What is the difference between percentile per scan and percentile per exam?

An exam consists of one or more scans. For example, assume a facility does one exam with one scan and one exam with five scans. That facility will get a number based on the two exams that is grouped in an exam percentile, and another number based on the total six scans that is grouped in a scan percentile.



In the event of a full-dose CT being completed by mistake instead of a low-dose exam, would it be appropriate to enter this case in the registry?

Yes, you should still enter the data into the registry. The registry is for collecting information on all exams for which the purpose of the exam was screening.  Ideally, it would be done with low dose. But if it is done at full dose, you should just enter the exam and the CTDIvol and DLP that were associated with that particular exam.

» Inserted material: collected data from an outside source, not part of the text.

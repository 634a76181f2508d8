//! Date parsing for upload cells.

use chrono::{NaiveDate, NaiveDateTime};

/// Calendar formats tried in order; month-first wins over day-first for
/// ambiguous slash dates.
const DATE_FORMATS: [&str; 6] = [
    "%Y-%m-%d", "%m/%d/%Y", "%d/%m/%Y", "%Y/%m/%d", "%d-%m-%Y", "%d.%m.%Y",
];

const DATETIME_FORMATS: [&str; 3] = ["%Y-%m-%d %H:%M:%S", "%Y-%m-%dT%H:%M:%S", "%m/%d/%Y %H:%M"];

/// Parse a date, a datetime (time discarded), or a year-month (first day).
pub fn parse_date(cell: &str) -> Option<NaiveDate> {
    let trimmed = cell.trim();
    if trimmed.is_empty() {
        return None;
    }

    for fmt in DATE_FORMATS {
        if let Ok(date) = NaiveDate::parse_from_str(trimmed, fmt) {
            return Some(date);
        }
    }
    for fmt in DATETIME_FORMATS {
        if let Ok(datetime) = NaiveDateTime::parse_from_str(trimmed, fmt) {
            return Some(datetime.date());
        }
    }
    // Year-month buckets such as "2024-03"
    if trimmed.len() == 7 {
        if let Ok(date) = NaiveDate::parse_from_str(&format!("{trimmed}-01"), "%Y-%m-%d") {
            return Some(date);
        }
    }
    None
}

#[cfg(test)]
mod tests {
    use super::*;

    fn ymd(y: i32, m: u32, d: u32) -> NaiveDate {
        NaiveDate::from_ymd_opt(y, m, d).unwrap()
    }

    #[test]
    fn test_iso() {
        assert_eq!(parse_date("2024-03-15"), Some(ymd(2024, 3, 15)));
    }

    #[test]
    fn test_slash_formats() {
        assert_eq!(parse_date("03/15/2024"), Some(ymd(2024, 3, 15)));
        // Day-first only when month-first is impossible
        assert_eq!(parse_date("15/03/2024"), Some(ymd(2024, 3, 15)));
        assert_eq!(parse_date("2024/03/15"), Some(ymd(2024, 3, 15)));
    }

    #[test]
    fn test_datetime_and_year_month() {
        assert_eq!(parse_date("2024-03-15 10:30:00"), Some(ymd(2024, 3, 15)));
        assert_eq!(parse_date("2024-03"), Some(ymd(2024, 3, 1)));
    }

    #[test]
    fn test_rejects_garbage() {
        assert_eq!(parse_date(""), None);
        assert_eq!(parse_date("yesterday"), None);
        assert_eq!(parse_date("2024-13-01"), None);
    }
}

Why can’t I see any reports when trying to export lung data?

Make sure you are selecting the correct facility in the drop down in order to perform the export. If you’re not transmitting data it may be because you have the corporate account selected in the facility picker in the upper right corner, rather than the facility that is associated with the data.



When trying to enter a patient, I receive a pop-up stating Duplicate Case. I attempted to cancel the exam and re-enter, but it still won’t accept the data.

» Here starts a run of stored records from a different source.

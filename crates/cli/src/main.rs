//! # rustful-audit
//!
//! Command-line runner for the sales forecast, fraud detection, and invoice
//! processing analyses. Reports are written as pretty-printed JSON.

use std::fs;
use std::path::{Path, PathBuf};

use analysis::{
    run_fraud_detection, run_invoice_processing, run_sales_forecast, InvoiceConfig, RunConfig,
};
use anyhow::{Context, Result};
use clap::{Args, Parser, Subcommand};
use serde::de::DeserializeOwned;
use serde::Serialize;
use tracing_subscriber::{layer::SubscriberExt, util::SubscriberInitExt};

#[derive(Parser)]
#[command(name = "rustful-audit")]
#[command(about = "Anomaly detection and forecasting over CSV uploads", long_about = None)]
struct Cli {
    #[command(subcommand)]
    command: Commands,
}

#[derive(Subcommand)]
enum Commands {
    /// Flag unusual periods in a sales history and forecast the target
    Forecast {
        #[command(flatten)]
        io: IoArgs,

        #[command(flatten)]
        run: RunArgs,

        /// Periods to forecast (1 to 24)
        #[arg(long)]
        horizon: Option<usize>,

        /// Seasonal period; chosen from the date cadence when omitted
        #[arg(long)]
        period: Option<usize>,

        /// Confidence level of the forecast band
        #[arg(long)]
        confidence: Option<f64>,
    },

    /// Score transactions and summarize the suspicious ones
    Fraud {
        #[command(flatten)]
        io: IoArgs,

        #[command(flatten)]
        run: RunArgs,
    },

    /// Segment revenue, flag suspicious invoices, and audit job budgets
    Invoice {
        #[command(flatten)]
        io: IoArgs,

        /// Expected share of anomalous invoices (0.001 to 0.1)
        #[arg(long)]
        contamination: Option<f64>,

        /// Seed for the isolation forest
        #[arg(long)]
        seed: Option<u64>,

        /// Budget per job as a multiple of the mean job total
        #[arg(long)]
        budget_factor: Option<f64>,

        /// Quantile above which an invoice counts as high value
        #[arg(long)]
        high_value_quantile: Option<f64>,
    },
}

#[derive(Args)]
struct IoArgs {
    /// Input CSV file
    #[arg(short, long)]
    input: PathBuf,

    /// JSON file with run parameters; flags take precedence
    #[arg(short, long)]
    config: Option<PathBuf>,

    /// Output file (optional, defaults to stdout)
    #[arg(short, long)]
    output: Option<PathBuf>,
}

#[derive(Args)]
struct RunArgs {
    /// Expected share of anomalous rows (0.001 to 0.1)
    #[arg(long)]
    contamination: Option<f64>,

    /// Target column
    #[arg(short, long)]
    target: Option<String>,

    /// Date column
    #[arg(short, long)]
    date: Option<String>,

    /// Column to count flagged rows by (repeatable)
    #[arg(short, long = "group-by")]
    group_by: Vec<String>,

    /// Seed for the isolation forest
    #[arg(long)]
    seed: Option<u64>,

    /// Number of isolation trees
    #[arg(long)]
    trees: Option<usize>,
}

impl RunArgs {
    fn apply(self, mut config: RunConfig) -> RunConfig {
        if let Some(contamination) = self.contamination {
            config.contamination = contamination;
        }
        if self.target.is_some() {
            config.target_column = self.target;
        }
        if self.date.is_some() {
            config.date_column = self.date;
        }
        if !self.group_by.is_empty() {
            config.group_by_columns = self.group_by;
        }
        if let Some(seed) = self.seed {
            config.seed = seed;
        }
        if let Some(trees) = self.trees {
            config.n_trees = trees;
        }
        config
    }
}

/// Parameters from `--config`, or defaults when no file is given.
fn load_config<T: DeserializeOwned + Default>(path: Option<&Path>) -> Result<T> {
    let Some(path) = path else {
        return Ok(T::default());
    };
    let text = fs::read_to_string(path)
        .with_context(|| format!("failed to read config {}", path.display()))?;
    serde_json::from_str(&text).with_context(|| format!("invalid config {}", path.display()))
}

fn read_input(path: &Path) -> Result<Vec<u8>> {
    fs::read(path).with_context(|| format!("failed to read input {}", path.display()))
}

fn write_report<T: Serialize>(report: &T, output: Option<&Path>) -> Result<()> {
    let json = serde_json::to_string_pretty(report).context("failed to serialize report")?;
    match output {
        Some(path) => {
            fs::write(path, json)
                .with_context(|| format!("failed to write output {}", path.display()))?;
            tracing::info!(path = %path.display(), "report written");
        }
        None => println!("{json}"),
    }
    Ok(())
}

fn run(cli: Cli) -> Result<()> {
    match cli.command {
        Commands::Forecast {
            io,
            run,
            horizon,
            period,
            confidence,
        } => {
            let mut config = run.apply(load_config(io.config.as_deref())?);
            if let Some(horizon) = horizon {
                config.forecast_horizon = horizon;
            }
            if period.is_some() {
                config.seasonal_period = period;
            }
            if let Some(confidence) = confidence {
                config.confidence_level = confidence;
            }
            let report = run_sales_forecast(&read_input(&io.input)?, &config)?;
            write_report(&report, io.output.as_deref())
        }

        Commands::Fraud { io, run } => {
            let config = run.apply(load_config(io.config.as_deref())?);
            let report = run_fraud_detection(&read_input(&io.input)?, &config)?;
            write_report(&report, io.output.as_deref())
        }

        Commands::Invoice {
            io,
            contamination,
            seed,
            budget_factor,
            high_value_quantile,
        } => {
            let mut config: InvoiceConfig = load_config(io.config.as_deref())?;
            if let Some(contamination) = contamination {
                config.contamination = contamination;
            }
            if let Some(seed) = seed {
                config.seed = seed;
            }
            if let Some(factor) = budget_factor {
                config.budget_factor = factor;
            }
            if let Some(quantile) = high_value_quantile {
                config.high_value_quantile = quantile;
            }
            let report = run_invoice_processing(&read_input(&io.input)?, &config)?;
            write_report(&report, io.output.as_deref())
        }
    }
}

fn main() {
    // Load .env file (optional - won't fail if missing)
    dotenvy::dotenv().ok();

    // Logs go to stderr so stdout carries only the report
    tracing_subscriber::registry()
        .with(tracing_subscriber::fmt::layer().with_writer(std::io::stderr))
        .with(
            tracing_subscriber::EnvFilter::try_from_default_env()
                .unwrap_or_else(|_| "rustful_audit=info,analysis=info".into()),
        )
        .init();

    let cli = Cli::parse();
    if let Err(e) = run(cli) {
        eprintln!("error: {e:#}");
        std::process::exit(1);
    }
}

#[cfg(test)]
mod tests {
    use super::*;
    use clap::CommandFactory;

    #[test]
    fn test_cli_definition() {
        Cli::command().debug_assert();
    }

    #[test]
    fn test_flags_override_defaults() {
        let cli = Cli::try_parse_from([
            "rustful-audit",
            "fraud",
            "--input",
            "tx.csv",
            "--contamination",
            "0.05",
            "-g",
            "city",
            "--group-by",
            "type",
        ])
        .unwrap();
        let Commands::Fraud { io, run } = cli.command else {
            panic!("expected fraud command");
        };
        assert_eq!(io.input, PathBuf::from("tx.csv"));

        let config = run.apply(RunConfig::default());
        assert_eq!(config.contamination, 0.05);
        assert_eq!(config.group_by_columns, vec!["city", "type"]);
        assert_eq!(config.forecast_horizon, 12);
    }

    #[test]
    fn test_absent_flags_keep_file_values() {
        let cli = Cli::try_parse_from(["rustful-audit", "forecast", "-i", "sales.csv"]).unwrap();
        let Commands::Forecast { run, .. } = cli.command else {
            panic!("expected forecast command");
        };
        let from_file: RunConfig =
            serde_json::from_str(r#"{"target_column": "revenue", "seed": 7}"#).unwrap();

        let config = run.apply(from_file);
        assert_eq!(config.target_column.as_deref(), Some("revenue"));
        assert_eq!(config.seed, 7);
    }

    #[test]
    fn test_missing_config_uses_defaults() {
        let config: InvoiceConfig = load_config(None).unwrap();
        assert_eq!(config, InvoiceConfig::default());
        assert!(load_config::<RunConfig>(Some(Path::new("does/not/exist.json"))).is_err());
    }

    #[test]
    fn test_input_is_required() {
        assert!(Cli::try_parse_from(["rustful-audit", "invoice"]).is_err());
    }
}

It’s likely the patient has already been entered into the system from a previous exam. In order to check, once you’ve logged in to NRDR select the Manage Patients tab from the menu on the left side of the page. Use the filter to search for the patient in question (please use the Manage Patients tab to determine which identifier was used). If you are trying to enter an annual exam, select Register New Exam from the NRDR page and use the purple search bar to search for your existing patient.



Can we request an extension for submitting LCSR data?

You must have your data submitted to the facility 30 days after the end of the quarter in order to have it incorporated in the current quarterly report cycle. If the last days falls on the weekend, then the data must be submitted by the following Monday. Any data not provided by the deadline will be incorporated in the next feedback report.

Example:

Q1 = Jan 1 – Mar 31. All data entry for Q1 is due no later than April 30.

Q2 = Apr 1 – June 30. All data entry for Q2 is due no later than July 31.

Q3 = July 1 – Sept 30. All data entry for Q3 is due no later than Oct 31.

Q4 = Oct 1 – Dec 31. All data entry for Q4 is due no later than Dec 31. 



Should CT scan projection radiographs (i.e., topograms, scouts or localizers) be included in the dosage date submitted to LCSR?

No.



Why do I have to enter the patient's Medicare Beneficiary ID?

If both the old Medicare Beneficiary ID and the new Medicare Beneficiary ID fields are null, the exam will not be submitted to CMS.



What if I'm entering data for a Medicare patient, and I don't have the patient's Medicare Beneficiary ID?

If the patient is a Medicare patient, and the patient's Medicare Beneficiary ID is not available, it is acceptable to enter the patient's insurance number in the old Medicare Beneficiary ID field.



Should we include the scout (CT scan projection radiograph) for CTDIvol?

If possible, please exclude it. The data elements should be focused on the actual CT scan itself.